Recognizing the Signs and Diagnostic Tools

The clinical presentation of Tethered Cord Syndrome varies widely depending on the patient’s age. In infants and young children, symptoms often include external signs on the lower back, such as:

  • An unusual patch of hair.
  • A deep dimple.
  • A skin tag.
  • A fatty tumor.

They may also show orthopedic issues like foot deformities, difficulty walking, or progressive scoliosis. A sudden change in bladder or bowel control in a toilet-trained child is also a significant indicator.

For adolescents and adults, the primary symptom is often severe lower back pain that may radiate into the legs, groin, or perineum. They may also experience neurological deficits like numbness, tingling, or bilateral muscle weakness in the lower extremities. Bladder dysfunction, such as urinary urgency, incontinence, or difficulty emptying the bladder, is a frequent manifestation of the syndrome. Symptoms often worsen during periods of growth or with physical activity.

The primary tool for diagnosis is Magnetic Resonance Imaging (MRI), which provides detailed images of the spinal cord and surrounding structures. An MRI can confirm a low-lying conus medullaris or identify the underlying cause, such as a lipoma or a thickened filum terminale. Other diagnostic tests include X-rays to assess for bony deformities like scoliosis, and urodynamic testing to evaluate bladder function. Urodynamic studies are particularly helpful, as bladder dysfunction is a sensitive indicator of nerve damage caused by the tethering.

Treatment Approaches and Outcomes

The main goal of treatment for symptomatic TCS is to relieve tension on the spinal cord and prevent further neurological deterioration. The definitive intervention is surgical untethering, recommended for patients experiencing new or worsening pain, neurological deficits, or bladder dysfunction. This procedure involves a neurosurgeon accessing the spinal cord through a laminectomy, separating the tissue attachments, and often sectioning the filum terminale.

For patients who are asymptomatic or have minimal symptoms, a strategy of watchful waiting with close surveillance is sometimes adopted instead of prophylactic surgery.
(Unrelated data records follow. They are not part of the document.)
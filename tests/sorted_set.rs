use balanced_collections::avl_tree::AvlSet;
use balanced_collections::red_black_tree::RedBlackSet;
use balanced_collections::{Error, SortedSet};
use std::cmp::Ordering;

fn exercise_basic_workflow(set: &mut dyn SortedSet<u32>) {
    assert!(set.is_empty());
    assert_eq!(set.len(), 0);

    assert!(set.insert(10));
    assert!(set.insert(5));
    assert!(set.insert(15));
    assert!(!set.insert(10));
    assert_eq!(set.in_order_traversal(), [&5, &10, &15]);
    assert_eq!(set.len(), 3);
    assert!(set.contains(&5));
    assert!(!set.contains(&7));
    assert_eq!(set.first(), Ok(&5));
    assert_eq!(set.last(), Ok(&15));

    assert!(set.remove(&10));
    assert!(set.remove(&15));
    assert!(!set.remove(&15));
    assert_eq!(set.in_order_traversal(), [&5]);
    assert_eq!(set.len(), 1);

    assert!(set.remove(&5));
    assert!(set.is_empty());

    assert!(set.insert(15));
    assert_eq!(set.in_order_traversal(), [&15]);
    assert_eq!(set.len(), 1);
}

fn exercise_empty_errors(set: &mut dyn SortedSet<u32>) {
    assert_eq!(set.first().err(), Some(Error::EmptyCollection));
    assert_eq!(set.last().err(), Some(Error::EmptyCollection));
    assert_eq!(set.pop_min().err(), Some(Error::EmptyCollection));
    assert!(set.is_empty());
}

fn exercise_pop_min(set: &mut dyn SortedSet<u32>) {
    for element in vec![9, 1, 8, 2, 7, 3] {
        set.insert(element);
    }

    let mut drained = Vec::new();
    while let Ok(element) = set.pop_min() {
        drained.push(element);
    }

    assert_eq!(drained, vec![1, 2, 3, 7, 8, 9]);
    assert!(set.is_empty());
}

#[test]
fn avl_set_satisfies_contract() {
    exercise_basic_workflow(&mut AvlSet::<u32>::new());
    exercise_empty_errors(&mut AvlSet::<u32>::new());
    exercise_pop_min(&mut AvlSet::<u32>::new());
}

#[test]
fn red_black_set_satisfies_contract() {
    exercise_basic_workflow(&mut RedBlackSet::<u32>::new());
    exercise_empty_errors(&mut RedBlackSet::<u32>::new());
    exercise_pop_min(&mut RedBlackSet::<u32>::new());
}

#[test]
fn engines_are_interchangeable() {
    let mut sets: Vec<Box<dyn SortedSet<u32>>> =
        vec![Box::new(AvlSet::<u32>::new()), Box::new(RedBlackSet::<u32>::new())];

    for set in &mut sets {
        for element in vec![2, 4, 1, 3] {
            set.insert(element);
        }
    }

    for set in &sets {
        assert_eq!(set.in_order_traversal(), [&1, &2, &3, &4]);
    }
}

fn evens_before_odds(lhs: &u32, rhs: &u32) -> Ordering {
    (lhs % 2).cmp(&(rhs % 2)).then(lhs.cmp(rhs))
}

#[test]
fn avl_set_respects_injected_ordering() {
    let mut set = AvlSet::with_cmp(evens_before_odds as fn(&u32, &u32) -> Ordering);
    for element in vec![3, 4, 5, 6] {
        set.insert(element);
    }
    assert_eq!(set.in_order_traversal(), [&4, &6, &3, &5]);
}

#[test]
fn red_black_set_respects_injected_ordering() {
    let mut set = RedBlackSet::with_cmp(evens_before_odds as fn(&u32, &u32) -> Ordering);
    for element in vec![3, 4, 5, 6] {
        set.insert(element);
    }
    assert_eq!(set.in_order_traversal(), [&4, &6, &3, &5]);
}
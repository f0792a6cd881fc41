use std::error;
use std::fmt;
use std::result;

/// The error type for ordered-set operations that require a non-empty set.
///
/// Insertion of a duplicate element and removal of an absent element are not errors; they are
/// reported through the boolean return values of [`SortedSet::insert`] and
/// [`SortedSet::remove`]. A returned error never leaves the set partially mutated.
#[derive(Clone, Copy, Debug, Eq, PartialEq)]
pub enum Error {
    /// The operation requires at least one element, but the set is empty.
    EmptyCollection,
}

impl error::Error for Error {}

impl fmt::Display for Error {
    fn fmt(&self, f: &mut fmt::Formatter) -> fmt::Result {
        match self {
            Error::EmptyCollection => write!(f, "the set contains no elements"),
        }
    }
}

pub type Result<T> = result::Result<T, Error>;

/// The contract shared by every ordered-set implementation in this crate.
///
/// An ordered set maintains a strictly ordered collection of unique elements under an ordering
/// fixed at construction. Implementations guarantee logarithmic height, so point operations run
/// in `O(log n)` time and a full traversal in `O(n)` time.
///
/// The trait is object-safe; the two engines can be driven interchangeably through
/// `&mut dyn SortedSet<T>`.
///
/// # Examples
///
/// ```
/// use balanced_collections::avl_tree::AvlSet;
/// use balanced_collections::red_black_tree::RedBlackSet;
/// use balanced_collections::SortedSet;
///
/// fn fill(set: &mut dyn SortedSet<u32>) {
///     set.insert(2);
///     set.insert(1);
///     assert_eq!(set.in_order_traversal(), [&1, &2]);
/// }
///
/// fill(&mut AvlSet::<u32>::new());
/// fill(&mut RedBlackSet::<u32>::new());
/// ```
pub trait SortedSet<T> {
    /// Returns the number of elements in the set.
    fn len(&self) -> usize;

    /// Returns `true` if the set is empty.
    fn is_empty(&self) -> bool {
        self.len() == 0
    }

    /// Checks if an element exists in the set.
    fn contains(&self, element: &T) -> bool;

    /// Inserts an element into the set. Returns `true` if the element was not already present;
    /// returns `false` and leaves the set unchanged if an equal element already exists.
    fn insert(&mut self, element: T) -> bool;

    /// Removes an element from the set. Returns `true` if an equal element was found and
    /// removed; returns `false` and leaves the set unchanged otherwise.
    fn remove(&mut self, element: &T) -> bool;

    /// Returns the minimum element of the set, or `Error::EmptyCollection` if the set is empty.
    fn first(&self) -> Result<&T>;

    /// Returns the maximum element of the set, or `Error::EmptyCollection` if the set is empty.
    fn last(&self) -> Result<&T>;

    /// Removes and returns the minimum element of the set, or `Error::EmptyCollection` if the
    /// set is empty.
    fn pop_min(&mut self) -> Result<T>;

    /// Returns all elements in ascending order. The returned sequence is a snapshot; calling
    /// this again after mutations yields a fresh one, and its length always equals `len`.
    fn in_order_traversal(&self) -> Vec<&T>;
}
However, in children with progressive neurological decline, early surgery is recommended to maximize the chance of symptom stabilization or improvement.

Following successful untethering, pain relief is the most consistently reported outcome, with improvement rates ranging from 70% to 100% in the short term. Long-term outcomes show that surgical untethering often stabilizes neurological function, though improvement in bladder dysfunction can be less predictable, especially in adults. A significant risk following the initial procedure is retethering, where scar tissue forms again and reattaches the cord. Revision surgery for retethering has less favorable outcomes than the primary procedure.